Core Concepts
CodeFlow, a unified programming model that leverages CXL and WASI to simplify heterogeneous programming by allowing developers to write multithreaded code in a single language, without the need to explicitly manage different accelerators.
Abstract
The paper presents CodeFlow, a unified programming model for heterogeneous computing systems. Heterogeneous systems integrate multiple types of specialized computing and memory devices to deliver higher performance, but programming such systems remains a critical limiting factor.
The key insights are:
Heterogeneous programming is complex due to the lack of cache coherence and the diversity of architectures, requiring specialized code and libraries for each accelerator.

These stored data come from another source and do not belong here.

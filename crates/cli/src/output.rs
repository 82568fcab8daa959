//! Output formatting for CLI responses

use anyhow::Error;
use boardpilot_codec::{Behavior, ConfigField, FieldValue, KeyDef, TrackpadRegisters, bytes_to_hex};
use boardpilot_ipc::{Device, DeviceUpdate};
use colored::*;
use serde_json::{Value, json};

use crate::error::CliError;

fn print_json(value: &Value) {
    match serde_json::to_string_pretty(value) {
        Ok(s) => println!("{}", s),
        Err(e) => eprintln!("Failed to format output as JSON: {}", e),
    }
}

fn error_type_name(error: &Error) -> &'static str {
    match error.downcast_ref::<CliError>() {
        Some(CliError::DeviceNotFound(_)) => "DeviceNotFound",
        Some(CliError::NoDevice) => "NoDevice",
        Some(CliError::ValidationError(_)) => "ValidationError",
        Some(CliError::ServiceUnavailable(_)) => "ServiceUnavailable",
        Some(CliError::DeviceRejected(_)) => "DeviceRejected",
        Some(CliError::InvalidConfiguration(_)) => "InvalidConfiguration",
        Some(CliError::Ipc(_)) => "ServiceError",
        Some(CliError::IoError(_)) => "IoError",
        Some(CliError::JsonError(_)) => "JsonError",
        None => "Error",
    }
}

/// Print error in JSON format
pub fn print_error_json(error: &Error) {
    print_json(&json!({
        "success": false,
        "error": {
            "message": error.to_string(),
            "type": error_type_name(error)
        }
    }));
}

/// Print error in human-readable format
pub fn print_error_human(error: &Error) {
    eprintln!("{} {}", "Error:".red().bold(), error);

    let mut source = error.source();
    while let Some(err) = source {
        eprintln!("  {} {}", "Caused by:".yellow(), err);
        source = err.source();
    }
}

pub fn print_success(message: &str, json: bool) {
    if json {
        print_json(&json!({ "success": true, "message": message }));
    } else {
        println!("{} {}", "✓".green(), message);
    }
}

fn device_json(device: &Device, selected: bool) -> Value {
    let info = device.info();
    json!({
        "serial": device.serial(),
        "product": info.product.product,
        "manufacturer": info.product.manufacturer,
        "vid": info.product.vid,
        "pid": info.product.pid,
        "rev": info.product.rev,
        "protocol": info.device.protocol,
        "selected": selected,
    })
}

pub fn print_device_list(devices: &[Device], selected: Option<&Device>, json: bool, detailed: bool) {
    let is_selected = |device: &Device| selected.is_some_and(|s| s == device);

    if json {
        let list: Vec<Value> = devices
            .iter()
            .map(|device| device_json(device, is_selected(device)))
            .collect();
        print_json(&json!({ "success": true, "devices": list }));
        return;
    }

    if devices.is_empty() {
        println!("{}", "No devices found".yellow());
        return;
    }

    println!("{}", "Connected Devices:".bold());
    for device in devices {
        let info = device.info();
        let marker = if is_selected(device) {
            "●".green()
        } else {
            "○".normal()
        };
        println!(
            "  {} {} ({})",
            marker,
            info.product.product.bold(),
            device.serial().dimmed()
        );
        if detailed {
            println!("    Manufacturer: {}", info.product.manufacturer);
            println!(
                "    USB id: {:04x}:{:04x} rev {}",
                info.product.vid, info.product.pid, info.product.rev
            );
            println!("    Connection: {}", info.device.protocol);
        }
    }
}

pub fn print_device_update(update: &DeviceUpdate, json: bool) {
    match update {
        DeviceUpdate::Single(device) => {
            if json {
                print_json(&json!({ "event": "connected", "device": device_json(device, false) }));
            } else {
                println!(
                    "{} {} ({})",
                    "+".green(),
                    device.product_name(),
                    device.serial()
                );
            }
        }
        DeviceUpdate::List(devices) => {
            if json {
                let list: Vec<Value> = devices.iter().map(|d| device_json(d, false)).collect();
                print_json(&json!({ "event": "list", "devices": list }));
            } else {
                println!("{} {} device(s) connected", "~".yellow(), devices.len());
            }
        }
    }
}

pub fn print_field_list(json: bool) {
    if json {
        let list: Vec<Value> = ConfigField::KNOWN
            .iter()
            .map(|field| {
                json!({
                    "name": field.name(),
                    "id": field.id(),
                    "range": field.range(),
                    "persisted": field.is_persisted(),
                })
            })
            .collect();
        print_json(&json!({ "success": true, "fields": list }));
        return;
    }

    println!("{}", "Config Fields:".bold());
    for field in ConfigField::KNOWN {
        let storage = if field.is_persisted() {
            "persisted".green()
        } else {
            "transient".yellow()
        };
        println!(
            "  0x{:04x}  {:<26} {}",
            field.id(),
            field.name().unwrap_or_default(),
            storage
        );
    }
}

pub fn print_field_value(field: ConfigField, value: &FieldValue, json: bool) {
    if json {
        print_json(&json!({ "success": true, "field": field.to_string(), "value": value }));
        return;
    }

    println!("{} {}", "Field:".bold(), field);
    match value {
        FieldValue::Keymap(defs) => print_key_defs_human(defs),
        FieldValue::TrackpadRegisters(regs) => print_trackpad_human(regs),
        FieldValue::Sensitivity(v) | FieldValue::ScrollDirection(v) | FieldValue::ClickType(v) => {
            println!("  Value: {}", v)
        }
        FieldValue::SleepTimeout(v) => println!("  Value: {} s", v),
        FieldValue::DateTime(dt) => println!(
            "  Timestamp: {} (UTC offset {} s)",
            dt.unix_timestamp, dt.utc_offset_secs
        ),
        FieldValue::Raw(bytes) => println!("  Data: {}", bytes_to_hex(bytes)),
    }
}

pub fn print_raw(field: ConfigField, data: &[u8], json: bool) {
    if json {
        print_json(&json!({ "success": true, "field": field.to_string(), "data": bytes_to_hex(data) }));
    } else {
        println!("{}", bytes_to_hex(data));
    }
}

fn behavior_label(def: &KeyDef) -> String {
    def.behavior()
        .map(Behavior::name)
        .map(str::to_string)
        .unwrap_or_else(|| format!("#{}", def.device))
}

fn print_key_defs_human(defs: &[KeyDef]) {
    if defs.is_empty() {
        println!("  {}", "No rebinds".yellow());
        return;
    }
    println!("  {:>5} {:>5}  {:<16} {:>10} {:>10}", "key", "layer", "behavior", "param1", "param2");
    for def in defs {
        println!(
            "  {:>5} {:>5}  {:<16} {:>#10x} {:>#10x}",
            def.key,
            def.layer,
            behavior_label(def),
            def.param1,
            def.param2
        );
    }
}

pub fn print_keymap(defs: &[KeyDef], json: bool) {
    if json {
        let list: Vec<Value> = defs
            .iter()
            .map(|def| {
                json!({
                    "key": def.key,
                    "layer": def.layer,
                    "behavior": def.behavior().map(Behavior::name),
                    "behavior_id": def.device,
                    "param1": def.param1,
                    "param2": def.param2,
                })
            })
            .collect();
        print_json(&json!({ "success": true, "keymap": list }));
    } else {
        println!("{} ({} rebinds)", "Keymap:".bold(), defs.len());
        print_key_defs_human(defs);
    }
}

fn print_trackpad_human(regs: &TrackpadRegisters) {
    let labels = |list: Vec<&'static str>| {
        if list.is_empty() {
            "none".dimmed().to_string()
        } else {
            list.join(", ")
        }
    };
    println!("  Active refresh rate: {} ms", regs.active_refresh_rate);
    println!("  Idle refresh rate: {} ms", regs.idle_refresh_rate);
    println!("  Single finger gestures: {}", labels(regs.single_finger_labels()));
    println!("  Multi finger gestures: {}", labels(regs.multi_finger_labels()));
    println!("  Tap time: {} ms", regs.tap_time);
    println!("  Tap distance: {}", regs.tap_distance);
    println!("  Touch multiplier: {}", regs.touch_multiplier);
    println!("  Debounce: {}", regs.debounce);
    println!("  I2C timeout: {}", regs.i2c_timeout);
    println!("  Filters: {}", labels(regs.filter_labels()));
    println!(
        "  Dynamic filter: beta {} speed {}..{}",
        regs.filter_dyn_bottom_beta, regs.filter_dyn_lower_speed, regs.filter_dyn_upper_speed
    );
    println!("  Initial scroll distance: {}", regs.init_scroll_distance);
}

pub fn print_trackpad(regs: &TrackpadRegisters, json: bool) {
    if json {
        print_json(&json!({
            "success": true,
            "registers": regs,
            "single_finger_gestures": regs.single_finger_labels(),
            "multi_finger_gestures": regs.multi_finger_labels(),
            "filters": regs.filter_labels(),
        }));
    } else {
        println!("{}", "Trackpad Registers:".bold());
        print_trackpad_human(regs);
    }
}

pub fn print_sensitivities(values: &[(&'static str, u8)], json: bool) {
    if json {
        let map: serde_json::Map<String, Value> = values
            .iter()
            .map(|(label, value)| ((*label).to_string(), json!(value)))
            .collect();
        print_json(&json!({ "success": true, "sensitivity": map }));
    } else {
        println!("{}", "Sensitivity:".bold());
        for (label, value) in values {
            println!("  {:<7} {}", label, value);
        }
    }
}
//! Error types for boardctl

use boardpilot_ipc::IpcError;
use thiserror::Error;

#[derive(Error, Debug)]
pub enum CliError {
    #[error("Device not found: {0}")]
    DeviceNotFound(String),

    #[error("No device connected")]
    NoDevice,

    #[error("Validation error: {0}")]
    ValidationError(String),

    #[error("Service unavailable: {0}")]
    ServiceUnavailable(String),

    #[error("Device rejected the request: {0}")]
    DeviceRejected(String),

    #[error("Invalid configuration: {0}")]
    InvalidConfiguration(String),

    #[error("Service error: {0}")]
    Ipc(#[from] IpcError),

    #[error("IO error: {0}")]
    IoError(#[from] std::io::Error),

    #[error("JSON error: {0}")]
    JsonError(#[from] serde_json::Error),
}

impl CliError {
    /// Process exit code for this failure
    pub fn exit_code(&self) -> u8 {
        match self {
            CliError::DeviceNotFound(_) | CliError::NoDevice => 2,
            CliError::ValidationError(_)
            | CliError::InvalidConfiguration(_)
            | CliError::JsonError(_) => 4,
            CliError::ServiceUnavailable(_) => 5,
            CliError::DeviceRejected(_) => 6,
            CliError::Ipc(e) => match e {
                IpcError::DeviceNotFound { .. } | IpcError::NoDeviceSelected => 2,
                IpcError::Codec(_) | IpcError::InvalidConfig(_) => 4,
                IpcError::NotConnected
                | IpcError::ConnectionFailed(_)
                | IpcError::ConnectionLost
                | IpcError::Timeout { .. }
                | IpcError::RegistrationRejected => 5,
                IpcError::DeviceRejected { .. } => 6,
                _ => 1,
            },
            CliError::IoError(_) => 1,
        }
    }
}

#[cfg(test)]
mod tests {
    use super::*;
    use boardpilot_codec::{CodecError, ConfigField};

    #[test]
    fn exit_codes_follow_classification() {
        assert_eq!(CliError::NoDevice.exit_code(), 2);
        assert_eq!(CliError::ValidationError("x".into()).exit_code(), 4);
        assert_eq!(CliError::ServiceUnavailable("x".into()).exit_code(), 5);
        assert_eq!(
            CliError::from(IpcError::Codec(CodecError::OddHexLength { len: 3 })).exit_code(),
            4
        );
        assert_eq!(CliError::from(IpcError::timeout(100)).exit_code(), 5);
        assert_eq!(
            CliError::from(IpcError::DeviceRejected {
                field: ConfigField::Keymap
            })
            .exit_code(),
            6
        );
    }
}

The emergence of Compute Express Link (CXL), a cache-coherent interconnection protocol, and WebAssembly System Interface (WASI), a portable binary format, provide an opportunity to standardize heterogeneous programming.
CodeFlow leverages these technologies to enable a unified programming model:
Developers write multithreaded code in a high-level language (e.g., C++, Rust), which is compiled to a WASI binary.

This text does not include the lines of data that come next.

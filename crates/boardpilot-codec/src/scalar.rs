//! Fixed-width scalar fields: sensitivities, timeouts and the device clock

use serde::{Deserialize, Serialize};

use crate::record::{RecordReader, RecordWriter};
use crate::{CodecError, CodecResult};

/// Size of the `DATETIME` payload in bytes
pub const DATETIME_LEN: usize = 8;

fn expect_len(record: &'static str, bytes: &[u8], expected: usize) -> CodecResult<()> {
    if bytes.len() != expected {
        return Err(CodecError::LengthMismatch {
            record,
            expected,
            actual: bytes.len(),
        });
    }
    Ok(())
}

/// Decode a one-byte field such as a sensitivity.
pub fn decode_u8_scalar(record: &'static str, bytes: &[u8]) -> CodecResult<u8> {
    expect_len(record, bytes, 1)?;
    RecordReader::new(bytes).read_u8()
}

/// Decode a little-endian u16 field such as a sleep timeout.
pub fn decode_u16_scalar(record: &'static str, bytes: &[u8]) -> CodecResult<u16> {
    expect_len(record, bytes, 2)?;
    RecordReader::new(bytes).read_u16_le()
}

/// Device clock: unix timestamp plus the local UTC offset
#[derive(Debug, Clone, Copy, PartialEq, Eq, Hash, Serialize, Deserialize)]
pub struct DateTimeValue {
    /// Seconds since the unix epoch
    pub unix_timestamp: i32,
    /// Local offset from UTC in seconds, east positive
    pub utc_offset_secs: i32,
}

impl DateTimeValue {
    pub fn new(unix_timestamp: i32, utc_offset_secs: i32) -> Self {
        Self {
            unix_timestamp,
            utc_offset_secs,
        }
    }

    pub fn decode(bytes: &[u8]) -> CodecResult<Self> {
        expect_len("DateTime", bytes, DATETIME_LEN)?;
        let mut reader = RecordReader::new(bytes);
        Ok(Self {
            unix_timestamp: reader.read_i32_le()?,
            utc_offset_secs: reader.read_i32_le()?,
        })
    }

    pub fn encode(&self) -> Vec<u8> {
        let mut writer = RecordWriter::with_capacity(DATETIME_LEN);
        writer
            .write_i32_le(self.unix_timestamp)
            .write_i32_le(self.utc_offset_secs);
        writer.into_inner()
    }
}
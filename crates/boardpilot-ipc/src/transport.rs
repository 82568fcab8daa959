//! Transport abstraction for the service connection
//!
//! A transport moves JSON text to the service and reports what comes back as
//! a stream of [`TransportEvent`]s. The client consumes those events from a
//! single task, so delivery order is preserved. Sending never blocks: text is
//! queued to a writer task in call order.

use std::sync::Arc;
use std::sync::atomic::{AtomicBool, Ordering};
use std::time::Duration;

use parking_lot::Mutex;
use serde::{Deserialize, Serialize};
use tokio::io::{AsyncReadExt, AsyncWriteExt};
use tokio::net::TcpStream;
use tokio::net::tcp::{OwnedReadHalf, OwnedWriteHalf};
use tokio::sync::mpsc;
use tokio::task::JoinHandle;
use tracing::{debug, info, warn};

use crate::codec::{DEFAULT_MAX_MESSAGE_SIZE, JsonFrameDecoder};
use crate::error::{IpcError, IpcResult};
use crate::{DEFAULT_SERVICE_ADDRESS, DEFAULT_SERVICE_PORT};

/// Event reported by a transport
#[derive(Debug, Clone, PartialEq, Eq)]
pub enum TransportEvent {
    /// The connection is ready for traffic
    Opened,
    /// The connection ended; no further events follow
    Closed {
        /// Why it ended, when known
        reason: Option<String>,
    },
    /// One complete inbound JSON document
    Message(String),
}

/// Outbound half of a service connection
pub trait Transport: Send + Sync {
    /// Queue `text` for delivery
    fn send(&self, text: String) -> IpcResult<()>;

    /// Whether the connection is still usable
    fn is_open(&self) -> bool;

    /// Close the connection; a `Closed` event follows
    fn close(&self);

    /// Get a human-readable description of the transport
    fn description(&self) -> String;
}

/// Transport configuration
#[derive(Debug, Clone, PartialEq, Eq, Serialize, Deserialize)]
pub struct TransportConfig {
    /// Service host
    pub address: String,
    /// Service port
    pub port: u16,
    /// Connection timeout
    pub connect_timeout: Duration,
    /// Largest single inbound document
    pub max_message_size: usize,
    /// Receive buffer size
    pub recv_buffer_size: usize,
    /// Disable Nagle's algorithm
    pub nodelay: bool,
}

impl Default for TransportConfig {
    fn default() -> Self {
        Self {
            address: DEFAULT_SERVICE_ADDRESS.to_string(),
            port: DEFAULT_SERVICE_PORT,
            connect_timeout: Duration::from_secs(5),
            max_message_size: DEFAULT_MAX_MESSAGE_SIZE,
            recv_buffer_size: 8 * 1024,
            nodelay: true,
        }
    }
}

impl TransportConfig {
    /// `host:port` string for connecting
    pub fn socket_addr(&self) -> String {
        format!("{}:{}", self.address, self.port)
    }

    pub fn validate(&self) -> IpcResult<()> {
        if self.address.trim().is_empty() {
            return Err(IpcError::InvalidConfig("address is empty".to_string()));
        }
        if self.port == 0 {
            return Err(IpcError::InvalidConfig("port must be non-zero".to_string()));
        }
        if self.max_message_size == 0 || self.recv_buffer_size == 0 {
            return Err(IpcError::InvalidConfig(
                "buffer sizes must be non-zero".to_string(),
            ));
        }
        if self.connect_timeout.is_zero() {
            return Err(IpcError::InvalidConfig(
                "connect timeout must be non-zero".to_string(),
            ));
        }
        Ok(())
    }
}

/// Transport builder for creating transports with configuration
pub struct TransportBuilder {
    config: TransportConfig,
}

impl TransportBuilder {
    /// Create a new transport builder with default configuration
    pub fn new() -> Self {
        Self {
            config: TransportConfig::default(),
        }
    }

    pub fn address(mut self, address: impl Into<String>) -> Self {
        self.config.address = address.into();
        self
    }

    pub fn port(mut self, port: u16) -> Self {
        self.config.port = port;
        self
    }

    /// Set the connection timeout
    pub fn connect_timeout(mut self, timeout: Duration) -> Self {
        self.config.connect_timeout = timeout;
        self
    }

    pub fn max_message_size(mut self, size: usize) -> Self {
        self.config.max_message_size = size;
        self
    }

    pub fn recv_buffer_size(mut self, size: usize) -> Self {
        self.config.recv_buffer_size = size;
        self
    }

    pub fn nodelay(mut self, enable: bool) -> Self {
        self.config.nodelay = enable;
        self
    }

    /// Build the configuration
    pub fn build(self) -> TransportConfig {
        self.config
    }
}

impl Default for TransportBuilder {
    fn default() -> Self {
        Self::new()
    }
}

struct Shared {
    open: AtomicBool,
    events: mpsc::UnboundedSender<TransportEvent>,
}

impl Shared {
    /// Emit `Closed` once, whichever side notices first
    fn close(&self, reason: Option<String>) {
        if self.open.swap(false, Ordering::AcqRel) {
            if self.events.send(TransportEvent::Closed { reason }).is_err() {
                debug!("Transport event receiver dropped before close");
            }
        }
    }
}

/// TCP connection to the service.
///
/// Closing stops the reader right away. The writer keeps going until every
/// message queued before the close has been written, then shuts the socket
/// down.
pub struct TcpTransport {
    peer: String,
    outbound: Mutex<Option<mpsc::UnboundedSender<String>>>,
    shared: Arc<Shared>,
    reader: Mutex<Option<JoinHandle<()>>>,
}

impl TcpTransport {
    /// Connect and start the reader and writer tasks.
    ///
    /// The returned receiver yields `Opened` first, then inbound messages,
    /// then a single `Closed`.
    pub async fn connect(
        config: &TransportConfig,
    ) -> IpcResult<(Self, mpsc::UnboundedReceiver<TransportEvent>)> {
        config.validate()?;
        let peer = config.socket_addr();

        let stream = tokio::time::timeout(config.connect_timeout, TcpStream::connect(&peer))
            .await
            .map_err(|elapsed| IpcError::ConnectionFailed(format!("{peer}: {elapsed}")))?
            .map_err(|e| IpcError::ConnectionFailed(format!("{peer}: {e}")))?;
        stream.set_nodelay(config.nodelay)?;
        info!(peer = %peer, "Connected to service");

        let (events_tx, events_rx) = mpsc::unbounded_channel();
        let (outbound_tx, outbound_rx) = mpsc::unbounded_channel();
        let shared = Arc::new(Shared {
            open: AtomicBool::new(true),
            events: events_tx,
        });

        if shared.events.send(TransportEvent::Opened).is_err() {
            return Err(IpcError::ConnectionLost);
        }

        let (read_half, write_half) = stream.into_split();
        let reader = tokio::spawn(read_loop(
            read_half,
            JsonFrameDecoder::with_max_size(config.max_message_size),
            config.recv_buffer_size,
            Arc::clone(&shared),
        ));
        // Detached: ends once the outbound sender is dropped and the queue drains
        drop(tokio::spawn(write_loop(
            write_half,
            outbound_rx,
            Arc::clone(&shared),
        )));

        let transport = Self {
            peer,
            outbound: Mutex::new(Some(outbound_tx)),
            shared,
            reader: Mutex::new(Some(reader)),
        };
        Ok((transport, events_rx))
    }
}

impl Transport for TcpTransport {
    fn send(&self, text: String) -> IpcResult<()> {
        if !self.is_open() {
            return Err(IpcError::NotConnected);
        }
        match self.outbound.lock().as_ref() {
            Some(outbound) => outbound
                .send(text)
                .map_err(|_closed| IpcError::ConnectionLost),
            None => Err(IpcError::NotConnected),
        }
    }

    fn is_open(&self) -> bool {
        self.shared.open.load(Ordering::Acquire)
    }

    fn close(&self) {
        if let Some(reader) = self.reader.lock().take() {
            reader.abort();
        }
        // Dropping the sender lets the writer flush what is queued and exit
        drop(self.outbound.lock().take());
        self.shared.close(Some("closed by client".to_string()));
    }

    fn description(&self) -> String {
        format!("TCP {}", self.peer)
    }
}

impl Drop for TcpTransport {
    fn drop(&mut self) {
        if let Some(reader) = self.reader.get_mut().take() {
            reader.abort();
        }
    }
}

async fn read_loop(
    mut read_half: OwnedReadHalf,
    mut decoder: JsonFrameDecoder,
    buffer_size: usize,
    shared: Arc<Shared>,
) {
    let mut buf = vec![0u8; buffer_size];
    let reason = loop {
        let n = match read_half.read(&mut buf).await {
            Ok(0) => break None,
            Ok(n) => n,
            Err(e) => break Some(e.to_string()),
        };

        decoder.push(buf.get(..n).unwrap_or_default());
        loop {
            match decoder.next_frame() {
                Ok(Some(text)) => {
                    if shared.events.send(TransportEvent::Message(text)).is_err() {
                        debug!("Transport event receiver dropped, stopping reader");
                        return;
                    }
                }
                Ok(None) => break,
                Err(e) => warn!(error = %e, "Dropping undecodable inbound data"),
            }
        }
    };

    debug!(reason = ?reason, "Service connection closed");
    shared.close(reason);
}

async fn write_loop(
    mut write_half: OwnedWriteHalf,
    mut outbound: mpsc::UnboundedReceiver<String>,
    shared: Arc<Shared>,
) {
    while let Some(text) = outbound.recv().await {
        if let Err(e) = write_half.write_all(text.as_bytes()).await {
            warn!(error = %e, "Write to service failed");
            shared.close(Some(e.to_string()));
            return;
        }
    }
    if let Err(e) = write_half.shutdown().await {
        debug!(error = %e, "Socket shutdown failed");
    }
}

/// In-memory transport for tests
pub mod mock {
    use super::*;

    /// Records every sent message; open state is controlled by the test
    #[derive(Clone)]
    pub struct MockTransport {
        sent: Arc<Mutex<Vec<String>>>,
        open: Arc<AtomicBool>,
        fail_sends: Arc<AtomicBool>,
    }

    impl MockTransport {
        pub fn new() -> Self {
            Self {
                sent: Arc::new(Mutex::new(Vec::new())),
                open: Arc::new(AtomicBool::new(true)),
                fail_sends: Arc::new(AtomicBool::new(false)),
            }
        }

        pub fn sent(&self) -> Vec<String> {
            self.sent.lock().clone()
        }

        /// Sent messages parsed back into JSON values
        pub fn sent_json(&self) -> Vec<serde_json::Value> {
            self.sent
                .lock()
                .iter()
                .filter_map(|text| serde_json::from_str(text).ok())
                .collect()
        }

        pub fn last_sent_json(&self) -> Option<serde_json::Value> {
            self.sent_json().pop()
        }

        pub fn clear(&self) {
            self.sent.lock().clear();
        }

        pub fn set_open(&self, open: bool) {
            self.open.store(open, Ordering::Release);
        }

        pub fn fail_sends(&self, fail: bool) {
            self.fail_sends.store(fail, Ordering::Release);
        }
    }

    impl Default for MockTransport {
        fn default() -> Self {
            Self::new()
        }
    }

    impl Transport for MockTransport {
        fn send(&self, text: String) -> IpcResult<()> {
            if !self.is_open() {
                return Err(IpcError::NotConnected);
            }
            if self.fail_sends.load(Ordering::Acquire) {
                return Err(IpcError::ConnectionLost);
            }
            self.sent.lock().push(text);
            Ok(())
        }

        fn is_open(&self) -> bool {
            self.open.load(Ordering::Acquire)
        }

        fn close(&self) {
            self.set_open(false);
        }

        fn description(&self) -> String {
            "Mock transport".to_string()
        }
    }
}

The CodeFlow runtime system schedules the threads to run on suitable accelerators, handles memory sharing through CXL, and performs just-in-time compilation for the target architectures.

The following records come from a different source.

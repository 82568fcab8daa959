//! Typed config operations on top of raw field reads and writes
//!
//! Each helper encodes or decodes the field payload with
//! `boardpilot-codec` and turns a `status: false` reply into
//! [`IpcError::DeviceRejected`].

use boardpilot_codec::{
    ConfigField, DEFAULT_REBIND_CAPACITY, DateTimeValue, FieldValue, KeyDef, TrackpadRegisters,
    decode_field_value, decode_key_defs, decode_u8_scalar, encode_key_defs,
};
use tracing::debug;

use crate::client::RpcClient;
use crate::error::{IpcError, IpcResult};
use crate::registry::Device;

/// Fields holding a one-byte pointer sensitivity
pub const SENSITIVITY_FIELDS: [ConfigField; 3] = [
    ConfigField::MouseSensitivity,
    ConfigField::ScrollSensitivity,
    ConfigField::PanSensitivity,
];

fn ensure_sensitivity(field: ConfigField) -> IpcResult<()> {
    if SENSITIVITY_FIELDS.contains(&field) {
        Ok(())
    } else {
        Err(IpcError::InvalidConfig(format!(
            "{field} is not a sensitivity field"
        )))
    }
}

impl RpcClient {
    /// Read a field and return its payload, failing if the device refused
    pub async fn read_field_bytes(&self, device: &Device, field: ConfigField) -> IpcResult<Vec<u8>> {
        let reply = self.read_config(device, field).await?;
        if !reply.status {
            return Err(IpcError::DeviceRejected { field });
        }
        Ok(reply.data)
    }

    /// Write a field payload, failing if the device refused
    pub async fn write_field_bytes(
        &self,
        device: &Device,
        field: ConfigField,
        data: &[u8],
        save: bool,
    ) -> IpcResult<()> {
        let reply = self.write_config(device, field, data, save).await?;
        if !reply.status {
            return Err(IpcError::DeviceRejected { field });
        }
        debug!(serial = %device.serial(), field = %field, len = data.len(), save, "Field written");
        Ok(())
    }

    pub async fn read_field_value(
        &self,
        device: &Device,
        field: ConfigField,
    ) -> IpcResult<FieldValue> {
        let data = self.read_field_bytes(device, field).await?;
        Ok(decode_field_value(field, &data)?)
    }

    pub async fn write_field_value(
        &self,
        device: &Device,
        field: ConfigField,
        value: &FieldValue,
        save: bool,
    ) -> IpcResult<()> {
        let data = value.encode()?;
        self.write_field_bytes(device, field, &data, save).await
    }

    /// Keymap rebinds, empty slots removed
    pub async fn read_keymap(&self, device: &Device) -> IpcResult<Vec<KeyDef>> {
        let data = self.read_field_bytes(device, ConfigField::Keymap).await?;
        Ok(decode_key_defs(&data)?)
    }

    /// Replace the whole rebind table
    pub async fn write_keymap(&self, device: &Device, defs: &[KeyDef], save: bool) -> IpcResult<()> {
        let data = encode_key_defs(defs, DEFAULT_REBIND_CAPACITY)?;
        self.write_field_bytes(device, ConfigField::Keymap, &data, save)
            .await
    }

    pub async fn read_trackpad_registers(&self, device: &Device) -> IpcResult<TrackpadRegisters> {
        let data = self
            .read_field_bytes(device, ConfigField::CustomIqs5xxRegs)
            .await?;
        Ok(TrackpadRegisters::decode(&data)?)
    }

    pub async fn write_trackpad_registers(
        &self,
        device: &Device,
        registers: &TrackpadRegisters,
        save: bool,
    ) -> IpcResult<()> {
        self.write_field_bytes(
            device,
            ConfigField::CustomIqs5xxRegs,
            &registers.encode(),
            save,
        )
        .await
    }

    /// Read a mouse, scroll or pan sensitivity
    pub async fn read_sensitivity(&self, device: &Device, field: ConfigField) -> IpcResult<u8> {
        ensure_sensitivity(field)?;
        let data = self.read_field_bytes(device, field).await?;
        Ok(decode_u8_scalar("Sensitivity", &data)?)
    }

    pub async fn write_sensitivity(
        &self,
        device: &Device,
        field: ConfigField,
        value: u8,
        save: bool,
    ) -> IpcResult<()> {
        ensure_sensitivity(field)?;
        self.write_field_bytes(device, field, &[value], save).await
    }

    /// Set the device clock; the clock is transient and never saved
    pub async fn write_datetime(&self, device: &Device, value: DateTimeValue) -> IpcResult<()> {
        self.write_field_bytes(device, ConfigField::DateTime, &value.encode(), false)
            .await
    }
}

#[cfg(test)]
mod tests {
    use super::*;

    #[test]
    fn test_sensitivity_fields() {
        assert!(ensure_sensitivity(ConfigField::PanSensitivity).is_ok());
        assert!(matches!(
            ensure_sensitivity(ConfigField::Keymap),
            Err(IpcError::InvalidConfig(_))
        ));
    }
}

This approach allows developers to focus on high-level logic without worrying about device-specific implementations, simplifying the adoption of heterogeneous systems.
The paper also presents an evaluation of the CodeFlow prototype, demonstrating its performance characteristics and the potential benefits of the unified programming model.
Stats
The latency and bandwidth of CXL memory compared to CPU system memory:
Local DDR5 latency: 108.2 ns, bandwidth: 105.0 GiB/s
Remote DDR5 latency: 171.5 ns, bandwidth: 59.1 GiB/s
Local CXL latency: 371.2 ns, bandwidth: 17.4 GiB/s
Remote CXL latency: 538.0 ns, bandwidth: 9.0 GiB/s
Quotes
"CodeFlow abstracts architecture computation in programming language runtime and utilizes CXL as a unified data exchange protocol."
"Workloads written in high-level languages such as C++ and Rust can be compiled to CodeFlow, which schedules different parts of the workload to suitable accelerators without requiring the developer to implement code or call APIs for specific accelerators."